Work task: Wherever the string "chars" shows up in the data below, copy the whole line.

+++ Exercise data +++

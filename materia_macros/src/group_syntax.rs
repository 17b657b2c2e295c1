use proc_macro2::Ident;
use syn::parse::{Parse, ParseStream};
use syn::punctuated::Punctuated;
use syn::{Result, Token};

/// A comma-separated sequence of dimension-group identifiers, e.g.
/// `Dynamic, Intmd, Base, Batch, Static`.
pub struct GroupSequence {
    groups: Punctuated<Ident, Token![,]>,
}

impl GroupSequence {
    pub fn iter(&self) -> impl Iterator<Item = &Ident> {
        self.groups.iter()
    }
}

impl Parse for GroupSequence {
    fn parse(input: ParseStream) -> Result<Self> {
        Ok(GroupSequence {
            groups: Punctuated::parse_terminated(input)?,
        })
    }
}
/// Batched matrix-matrix product over base dimensions.
pub fn mm(a: &Tensor, b: &Tensor) -> Result<Tensor> {
    dispatch(Op::Mm, &[a, b])
}

/// Batched matrix-vector product over base dimensions.
pub fn mv(a: &Tensor, b: &Tensor) -> Result<Tensor> {
    dispatch(Op::Mv, &[a, b])
}

/// Einstein summation over base dimensions, e.g.
/// `einsum("...ik,...kj", &[&a, &b])`. The ellipsis spans the dynamic
/// dimensions, which broadcast. Without an explicit `->` output, free
/// indices are emitted in alphabetical order.
pub fn einsum(spec: &str, operands: &[&Tensor]) -> Result<Tensor> {
    dispatch(
        Op::Einsum {
            spec: spec.to_string(),
        },
        operands,
    )
}

struct EinsumSpec {
    subscripts: Vec<Vec<char>>,
    output: Vec<char>,
}

fn parse_spec(spec: &str, n_operands: usize) -> Result<EinsumSpec> {
    let (inputs, explicit_out) = match spec.find("->") {
        Some(pos) => (&spec[..pos], Some(&spec[pos + 2..])),
        None => (spec, None),
    };

    let mut subscripts = Vec::new();
    for part in inputs.split(',') {
        let part = part.trim().trim_start_matches("...");
        let letters: Vec<char> = part.chars().collect();
        if letters.iter().any(|c| !c.is_ascii_lowercase()) {
            return Err(MateriaError::shape(format!(
                "invalid einsum subscript '{}' in '{}'",
                part, spec
            )));
        }
        subscripts.push(letters);
    }
    if subscripts.len() != n_operands {
        return Err(MateriaError::shape(format!(
            "einsum '{}' names {} operands but {} were given",
            spec,
            subscripts.len(),
            n_operands
        )));
    }

    let output = match explicit_out {
        Some(out) => out.trim().trim_start_matches("...").chars().collect(),
        None => {
            // Implicit output: letters appearing exactly once, in
            // alphabetical order.
            let mut counts = [0usize; 26];
            for sub in &subscripts {
                for c in sub {
                    counts[(*c as u8 - b'a') as usize] += 1;
                }
            }
            ('a'..='z')
                .filter(|c| counts[(*c as u8 - b'a') as usize] == 1)
                .collect()
        }
    };

    Ok(EinsumSpec { subscripts, output })
}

+++

Answer to the exercise:
        let letters: Vec<char> = part.chars().collect();
        Some(out) => out.trim().trim_start_matches("...").chars().collect(),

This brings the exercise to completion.